Day 1 of the ISP continued with warm welcomes from members of various departments, after which student participants had the opportunity to get to know each other in transnational groups, i.e., breakout rooms. In their session, Helena Lohrová Mgr. Ph.D. and Alena Prošková Mgr. Ph.D. from the University of South Bohemia then worked together with the students to develop ideas for various internationalisation measures. As students reflected on and compared their own international experiences, all agreed that intercultural communicative competences are essential not only for their own personal development but also to be be a good teacher. On Day 2, Prof. Karsten Fitz of Passau’s Professorship for American Studies began the day with his keynote, emphasizing the implications of being aware, or unaware, of cultural meanings. Working with the genre of photography, Fitz analysed the practice of staging visual narratives in American political culture to establish important interconnections between the private and the public lives of US presidents. The contribution clearly illustrated the need for intercultural competence in English teacher education, especially when these motifs are adopted for effect by German and other European politicians, thus casting a critical view on “the Americanization of European political culture, which is never a one-way street.” The next session shifted the focus from personal development to employability in an international context. In her extensive and detailed keynote, Anastasia Kamarauli explained the complex process of international recognition of teaching degrees and how, despite the stipulated freedom of movement within EU, it is currently a major obstacle to solving the teacher shortage in EU countries.

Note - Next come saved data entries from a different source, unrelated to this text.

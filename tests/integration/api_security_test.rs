//! Authentication and input validation surface tests
//!
//! Requests here are rejected by extractors before any query runs, so a
//! lazy, never-connected pool is enough.

mod common;

use axum::http::{header, Method, StatusCode};
use serde_json::json;

use common::{
    billing_app, content_app, get_request, json_request, lazy_pool, members_app, send,
};

#[tokio::test]
async fn test_member_listing_requires_token() {
    let app = members_app(lazy_pool());

    let (status, json) = send(app, get_request("/v1/users")).await;

    assert_eq!(status, StatusCode::UNAUTHORIZED);
    assert_eq!(json["error"], true);
}

#[tokio::test]
async fn test_garbage_bearer_token_is_rejected() {
    let app = members_app(lazy_pool());

    let request = axum::http::Request::builder()
        .method(Method::GET)
        .uri("/v1/users")
        .header(header::AUTHORIZATION, "Bearer not-a-jwt")
        .body(axum::body::Body::empty())
        .expect("request build");
    let (status, _) = send(app, request).await;

    assert_eq!(status, StatusCode::UNAUTHORIZED);
}

#[tokio::test]
async fn test_register_rejects_invalid_email() {
    let app = members_app(lazy_pool());

    let payload = json!({
        "email": "not-an-email",
        "password": "long-enough-password",
        "first_name": "Robin",
        "last_name": "Loxley"
    });
    let (status, json) = send(
        app,
        json_request(Method::POST, "/v1/auth/register", &payload),
    )
    .await;

    assert_eq!(status, StatusCode::BAD_REQUEST);
    assert_eq!(json["error"], true);
}

#[tokio::test]
async fn test_register_rejects_short_password() {
    let app = members_app(lazy_pool());

    let payload = json!({
        "email": "robin@example.com",
        "password": "short",
        "first_name": "Robin",
        "last_name": "Loxley"
    });
    let (status, _) = send(
        app,
        json_request(Method::POST, "/v1/auth/register", &payload),
    )
    .await;

    assert_eq!(status, StatusCode::BAD_REQUEST);
}

#[tokio::test]
async fn test_login_rejects_missing_fields() {
    let app = members_app(lazy_pool());

    let payload = json!({ "email": "robin@example.com" });
    let (status, json) = send(app, json_request(Method::POST, "/v1/auth/login", &payload)).await;

    assert_eq!(status, StatusCode::BAD_REQUEST);
    assert_eq!(json["error"], true);
}

#[tokio::test]
async fn test_plan_creation_requires_token() {
    let app = members_app(lazy_pool());

    let payload = json!({
        "name": "Monthly",
        "price": 20000,
        "benefits": ["Range access"],
        "interval": "monthly",
        "duration_days": 30
    });
    let (status, _) = send(app, json_request(Method::POST, "/v1/plans", &payload)).await;

    assert_eq!(status, StatusCode::UNAUTHORIZED);
}

#[tokio::test]
async fn test_walk_in_checkout_rejects_invalid_email() {
    let app = billing_app(lazy_pool());

    let payload = json!({ "email": "nope", "entry_date": "2026-09-01" });
    let (status, _) = send(
        app,
        json_request(Method::POST, "/v1/walk-ins/initialize", &payload),
    )
    .await;

    assert_eq!(status, StatusCode::BAD_REQUEST);
}

#[tokio::test]
async fn test_walk_in_listing_requires_token() {
    let app = billing_app(lazy_pool());

    let (status, _) = send(app, get_request("/v1/walk-ins")).await;

    assert_eq!(status, StatusCode::UNAUTHORIZED);
}

#[tokio::test]
async fn test_contact_form_rejects_invalid_email() {
    let app = content_app(lazy_pool());

    let payload = json!({
        "email": "nope",
        "first_name": "Robin",
        "last_name": "Loxley",
        "message": "When is the range open?",
        "phone_number": "+2348000000000"
    });
    let (status, _) = send(app, json_request(Method::POST, "/v1/contact", &payload)).await;

    assert_eq!(status, StatusCode::BAD_REQUEST);
}

#[tokio::test]
async fn test_team_member_creation_requires_token() {
    let app = content_app(lazy_pool());

    let payload = json!({
        "name": "Robin Loxley",
        "position": "Head Coach",
        "context": "Runs the beginner programme.",
        "image_url": "https://cdn.example.com/robin.jpg"
    });
    let (status, _) = send(app, json_request(Method::POST, "/v1/teams", &payload)).await;

    assert_eq!(status, StatusCode::UNAUTHORIZED);
}
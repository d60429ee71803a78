//! Members domain state and auth backend integration

use crate::MembersRepositories;
use axum::extract::FromRef;
use longbow_auth::AuthBackend;
use longbow_paystack::PaymentProvider;
use std::sync::Arc;

/// Application state for the members domain
#[derive(Clone)]
pub struct MembersState {
    pub repos: MembersRepositories,
    pub auth: AuthBackend,
    pub payments: Arc<dyn PaymentProvider>,
}

impl FromRef<MembersState> for AuthBackend {
    fn from_ref(state: &MembersState) -> Self {
        state.auth.clone()
    }
}
//! Repository implementations for the members domain

pub mod payment_history;
pub mod plans;
pub mod subscriptions;
pub mod transactions;
pub mod users;

use sqlx::{PgPool, Postgres, Transaction};

pub use payment_history::PaymentHistoryRepository;
pub use plans::{PlanRepository, PlanUpdate, PlanUpdateOutcome};
pub use subscriptions::{PlanActiveUsers, SubscriptionRepository, SubscriptionWithUser};
pub use transactions::{append_payment_history_tx, update_subscription_from_invoice_tx};
pub use users::{UserProfileUpdate, UserRepository};

/// Combined repository access for the members domain
#[derive(Clone)]
pub struct MembersRepositories {
    pool: PgPool,
    pub users: UserRepository,
    pub plans: PlanRepository,
    pub subscriptions: SubscriptionRepository,
    pub payment_history: PaymentHistoryRepository,
}

impl MembersRepositories {
    pub fn new(pool: PgPool) -> Self {
        Self {
            users: UserRepository::new(pool.clone()),
            plans: PlanRepository::new(pool.clone()),
            subscriptions: SubscriptionRepository::new(pool.clone()),
            payment_history: PaymentHistoryRepository::new(pool.clone()),
            pool,
        }
    }

    /// Begin a new database transaction.
    pub async fn begin(&self) -> std::result::Result<Transaction<'static, Postgres>, sqlx::Error> {
        self.pool.begin().await
    }
}
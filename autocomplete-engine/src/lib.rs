pub mod error;
pub mod list;
pub mod normalize;
pub mod source;

pub use error::{Result, SourceError};
pub use list::{ListSource, MatchMode};
pub use normalize::{
    fold_for_match, normalize_nfkc, starts_with_ignore_case, strip_prefix_ignore_case,
};
pub use source::{
    DeferredHandle, DeferredSource, Delivery, FnSource, Mailbox, OptionSource, Reply, RequestId,
};
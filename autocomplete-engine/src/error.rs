//! Error types for option sources

use std::path::PathBuf;

/// Errors that can occur while building an option source.
#[derive(Debug, thiserror::Error)]
pub enum SourceError {
    #[error("failed to read option list {}", path.display())]
    Read {
        path: PathBuf,
        #[source]
        source: std::io::Error,
    },

    #[error("option list is not a JSON array of strings")]
    Json(#[from] serde_json::Error),
}

pub type Result<T> = std::result::Result<T, SourceError>;
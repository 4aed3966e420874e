//! Key code definitions and key event handling

use std::fmt;

use serde::{Deserialize, Serialize};

use super::state::Target;

/// Key code values, as reported by the host's keydown event (`keyCode`)
#[derive(Debug, Clone, Copy, PartialEq, Eq, Hash, Serialize, Deserialize)]
#[serde(transparent)]
pub struct KeyCode(pub u32);

impl KeyCode {
    pub const BACKSPACE: KeyCode = KeyCode(8);
    pub const TAB: KeyCode = KeyCode(9);
    pub const ENTER: KeyCode = KeyCode(13);
    pub const SHIFT: KeyCode = KeyCode(16);
    pub const ESCAPE: KeyCode = KeyCode(27);
    pub const SPACE: KeyCode = KeyCode(32);
    pub const PAGE_UP: KeyCode = KeyCode(33);
    pub const PAGE_DOWN: KeyCode = KeyCode(34);
    pub const LEFT: KeyCode = KeyCode(37);
    pub const UP: KeyCode = KeyCode(38);
    pub const RIGHT: KeyCode = KeyCode(39);
    pub const DOWN: KeyCode = KeyCode(40);
    pub const DELETE: KeyCode = KeyCode(46);

    pub const KEY_0: KeyCode = KeyCode(48);
    pub const KEY_9: KeyCode = KeyCode(57);
    pub const KEY_A: KeyCode = KeyCode(65);
    pub const KEY_Z: KeyCode = KeyCode(90);
    pub const NUMPAD_0: KeyCode = KeyCode(96);
    pub const F1: KeyCode = KeyCode(112);

    /// Key code for an ASCII letter or digit, as a keyboard reports it
    pub fn from_char(ch: char) -> Option<KeyCode> {
        match ch {
            'a'..='z' => Some(KeyCode(ch.to_ascii_uppercase() as u32)),
            'A'..='Z' | '0'..='9' => Some(KeyCode(ch as u32)),
            ' ' => Some(Self::SPACE),
            _ => None,
        }
    }

    /// Whether this key types (or deletes) text in the query box.
    pub fn is_printable(&self) -> bool {
        matches!(
            self.0,
            8 | 32           // backspace, space
            | 48..=57        // number keys
            | 65..=90        // letter keys
            | 96..=111       // numpad keys
            | 186..=192      // ;=,-./`
            | 219..=222 // [\]'
        )
    }

    /// Classify this key for the navigation state machine
    pub fn kind(&self) -> KeyKind {
        match *self {
            Self::UP => KeyKind::Up,
            Self::DOWN => KeyKind::Down,
            Self::SPACE => KeyKind::Space,
            Self::ENTER => KeyKind::Enter,
            Self::ESCAPE => KeyKind::Escape,
            k if k.is_printable() => KeyKind::Printable,
            _ => KeyKind::Other,
        }
    }
}

impl fmt::Display for KeyCode {
    fn fmt(&self, f: &mut fmt::Formatter<'_>) -> fmt::Result {
        match self.kind() {
            KeyKind::Up => write!(f, "ArrowUp"),
            KeyKind::Down => write!(f, "ArrowDown"),
            KeyKind::Space => write!(f, "Space"),
            KeyKind::Enter => write!(f, "Enter"),
            KeyKind::Escape => write!(f, "Escape"),
            _ => write!(f, "KeyCode({})", self.0),
        }
    }
}

/// Role a key plays in the widget
#[derive(Debug, Clone, Copy, PartialEq, Eq)]
pub enum KeyKind {
    Up,
    Down,
    Space,
    Enter,
    Escape,
    /// Any other key that edits the query text
    Printable,
    Other,
}

/// A keydown event delivered to the widget
#[derive(Debug, Clone, PartialEq, Eq, Serialize, Deserialize)]
pub struct KeyEvent {
    /// The key code
    pub code: KeyCode,
    /// Widget element the event was dispatched on (`None` for the wrapper
    /// or any element outside the input and option rows)
    #[serde(default)]
    pub target: Option<Target>,
}

impl KeyEvent {
    pub fn new(code: KeyCode, target: Option<Target>) -> Self {
        Self { code, target }
    }

    /// Keydown on the query input
    pub fn on_input(code: KeyCode) -> Self {
        Self::new(code, Some(Target::Input))
    }

    /// Keydown on option row `index`
    pub fn on_option(code: KeyCode, index: usize) -> Self {
        Self::new(code, Some(Target::Option(index)))
    }

    /// Whether the event was dispatched on the query input
    pub fn is_on_input(&self) -> bool {
        self.target == Some(Target::Input)
    }
}
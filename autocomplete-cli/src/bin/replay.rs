//! Replay a scripted interaction session against an autocomplete widget
//!
//! The script is a JSON array of steps. Each step is either a widget event
//! (`{"event": "query_changed", "value": "fr"}`) or a host action
//! (`{"host": "resolve_next"}`) standing in for what a browser would do
//! between events: answering deferred lookups, writing into the input
//! without a change notification, mounting and unmounting.
//!
//! ```text
//! autocomplete-replay --defer --list demos/countries.txt demos/session.json
//! ```

use std::fs;
use std::path::PathBuf;

use anyhow::{Context, Result, bail};
use autocomplete_engine::{DeferredHandle, DeferredSource, ListSource, MatchMode};
use autocomplete_widget::{
    Autocomplete, KeyCode, KeyEvent, PlatformTraits, Settings, SharedInput, WidgetEvent,
    WidgetResult, WidgetState,
};
use clap::Parser;
use serde::{Deserialize, Serialize};
use tracing::{debug, info};
use tracing_subscriber::{layer::SubscriberExt, util::SubscriberInitExt};

/// Replay widget events from a script and print the resulting states
#[derive(Parser, Debug)]
#[command(name = "autocomplete-replay")]
#[command(about = "Drive an autocomplete widget from a JSON event script", long_about = None)]
struct Args {
    /// Option list (.json array of strings, or one entry per line)
    #[arg(short, long)]
    list: PathBuf,

    /// Event script (JSON array of steps)
    script: PathBuf,

    /// Settings file (defaults to the user config file, if any)
    #[arg(short, long)]
    config: Option<PathBuf>,

    /// Behave like a touch-primary device
    #[arg(long)]
    touch: bool,

    /// Hold lookups until a `resolve_*` host step answers them
    #[arg(long)]
    defer: bool,

    /// Match entries by prefix instead of substring
    #[arg(long)]
    prefix: bool,

    /// Print one JSON object per step instead of text
    #[arg(long)]
    json: bool,

    /// Enable verbose logging (debug level)
    #[arg(short, long)]
    verbose: bool,
}

/// One line of a script
#[derive(Debug, Deserialize)]
#[serde(untagged)]
enum Step {
    Host(HostStep),
    Event(WidgetEvent),
}

/// Things the host does between widget events
#[derive(Debug, Deserialize)]
#[serde(tag = "host", rename_all = "snake_case")]
enum HostStep {
    /// Type `text` one character at a time: a keydown on the input, then
    /// the change notification with the character appended
    Type { text: String },
    /// Assistive software writes into the input without a change event
    DirectWrite { value: String },
    ResolveNext,
    ResolveLatest,
    /// Drop every outstanding lookup unanswered
    AbandonAll,
    Flush,
    Mount,
    Unmount,
}

#[derive(Debug, Serialize)]
struct StepReport<'a> {
    step: usize,
    #[serde(flatten)]
    result: &'a WidgetResult<String>,
    state: &'a WidgetState<String>,
    hint: Option<String>,
    pending: usize,
}

fn parse_script(text: &str) -> Result<Vec<Step>> {
    serde_json::from_str(text).context("script must be a JSON array of steps")
}

struct Session {
    widget: Autocomplete<String>,
    input: SharedInput,
    list: ListSource,
    deferred: Option<DeferredHandle<String>>,
}

impl Session {
    fn new(args: &Args, settings: &Settings) -> Result<Self> {
        let mode = if args.prefix {
            MatchMode::Prefix
        } else {
            MatchMode::Substring
        };
        let list = ListSource::load(&args.list)?.with_mode(mode);
        info!("loaded {} options from {}", list.len(), args.list.display());

        let platform = if args.touch {
            PlatformTraits::touch()
        } else {
            PlatformTraits::desktop()
        };
        let config = settings.widget_config(platform);

        let (widget, deferred) = if args.defer {
            let (source, handle) = DeferredSource::new();
            (Autocomplete::text(config, source), Some(handle))
        } else {
            (Autocomplete::text(config, list.clone()), None)
        };

        let input = SharedInput::new(widget.state().query());
        let widget = widget.with_input_probe(input.clone());
        Ok(Self {
            widget,
            input,
            list,
            deferred,
        })
    }

    fn deferred(&self) -> Result<&DeferredHandle<String>> {
        match &self.deferred {
            Some(handle) => Ok(handle),
            None => bail!("resolve steps need --defer"),
        }
    }

    fn run(&mut self, step: &Step) -> Result<WidgetResult<String>> {
        let result = match step {
            Step::Event(event) => self.widget.handle_event(event),
            Step::Host(HostStep::Type { text }) => self.type_text(text),
            Step::Host(HostStep::DirectWrite { value }) => {
                self.input.set(value.as_str());
                // the written text is only seen by the next poll
                return Ok(WidgetResult::not_consumed());
            }
            Step::Host(HostStep::ResolveNext) => {
                let handle = self.deferred()?;
                if handle.resolve_next_with(|query| self.list.filter(query)).is_none() {
                    debug!("resolve_next: nothing pending");
                }
                self.widget.flush_results()
            }
            Step::Host(HostStep::ResolveLatest) => {
                let handle = self.deferred()?;
                if let Some(query) = handle.pending_queries().pop() {
                    handle.resolve_latest(self.list.filter(&query));
                }
                self.widget.flush_results()
            }
            Step::Host(HostStep::AbandonAll) => {
                let dropped = self.deferred()?.abandon_all();
                debug!("abandoned {} lookups", dropped);
                WidgetResult::not_consumed()
            }
            Step::Host(HostStep::Flush) => self.widget.flush_results(),
            Step::Host(HostStep::Mount) => self.widget.mount(),
            Step::Host(HostStep::Unmount) => {
                self.widget.unmount();
                WidgetResult::not_consumed()
            }
        };
        // the rendered input always shows the query
        self.input.set(self.widget.state().query());
        Ok(result)
    }
}

impl Session {
    fn type_text(&mut self, text: &str) -> WidgetResult<String> {
        let mut combined = WidgetResult::not_consumed();
        for ch in text.chars() {
            let mut results = Vec::with_capacity(2);
            if let Some(code) = KeyCode::from_char(ch) {
                results.push(self.widget.key_down(&KeyEvent::on_input(code)));
            }
            let value = format!("{}{}", self.widget.state().query(), ch);
            results.push(self.widget.query_changed(&value));
            for result in results {
                combined.consumed |= result.consumed;
                combined.actions.extend(result.actions);
            }
        }
        combined
    }
}

fn print_text(step: usize, result: &WidgetResult<String>, session: &Session) {
    let state = session.widget.state();
    println!(
        "[{}] query={:?} menu={} focused={:?} selected={:?} options={:?}{}",
        step,
        state.query(),
        state.menu_open(),
        state.focused(),
        state.selected(),
        state.options(),
        if state.show_no_results() {
            " (no results)"
        } else {
            ""
        }
    );
    if result.consumed {
        println!("    consumed");
    }
    for action in &result.actions {
        println!("    {:?}", action);
    }
    if let Some(hint) = session.widget.hint() {
        println!("    hint {:?}", hint);
    }
}

fn main() -> Result<()> {
    let args = Args::parse();

    let default_filter = if args.verbose {
        "autocomplete_replay=debug,autocomplete_widget=debug,autocomplete_engine=debug"
    } else {
        "warn"
    };
    tracing_subscriber::registry()
        .with(
            tracing_subscriber::EnvFilter::try_from_default_env()
                .unwrap_or_else(|_| default_filter.into()),
        )
        .with(tracing_subscriber::fmt::layer().with_writer(std::io::stderr))
        .init();

    let settings = match &args.config {
        Some(path) => Settings::load_from(path)?,
        None => Settings::load()?,
    };

    let script = fs::read_to_string(&args.script)
        .with_context(|| format!("failed to read script {}", args.script.display()))?;
    let steps = parse_script(&script)?;
    info!("replaying {} steps", steps.len());

    let mut session = Session::new(&args, &settings)?;
    for (i, step) in steps.iter().enumerate() {
        debug!("step {}: {:?}", i, step);
        let result = session
            .run(step)
            .with_context(|| format!("step {} failed", i))?;
        if args.json {
            let report = StepReport {
                step: i,
                result: &result,
                state: session.widget.state(),
                hint: session.widget.hint(),
                pending: session.widget.pending_requests(),
            };
            println!("{}", serde_json::to_string(&report)?);
        } else {
            print_text(i, &result, &session);
        }
    }

    Ok(())
}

Kamarauli’s talk, as well as the subsequent discussion with participants, provided much needed clarity on processes and procedures that can be both daunting and overwhelming. Day 2 wrapped up with a panel discussion and Q&A on international career opportunities with five English language teachers who studied or lived in one EU country but now teach—or study English language teaching—in another.
The focus of the final two days of the ISP shifted from the wider, EU perspective to the regional or local, as Dr Hans Stefan Fuchs provided insight into Bavaria’s school and education system. In his talk, he emphasised the connections between EU policies for education and the need for more equivalent systems. Subsequently, students worked on a comparative view of their respective education systems in transnational groups. Later, in national groups, each set of university students began work on a scientific poster depicting the education system in their own country. The completed posters will be foundational to the next instalment of this ISP to be hosted live in Passau in September 2022 where each will be presented.
Despite being split in two and forced online, TEFE’s second Intensive Study Programme was a successful and enriching experience for all who participated. “I would like to thank the University of Passau for organising four very intensive and productive working days. In collaboration with educational experts, teacher educators and students we were able to progress our work on the TEFE Internationalisation and Employability frameworks that we plan to adopt across the consortium as an integral component of modern teacher education,” TEFE project manager Lohrová confirmed after the event. Students had the opportunity to learn more about internationalisation and intercultural competence, to understand future employment opportunities, and to meet fellow teaching students from all over Europe. As student participant Margareta Wagener (UP) commented, “I learned how much there is still to do in education on our way to a united Europe and that all of us have to put our minds together to reach this goal. Our future is decided today.” The TEFE project advocates and provides opportunities for that better future.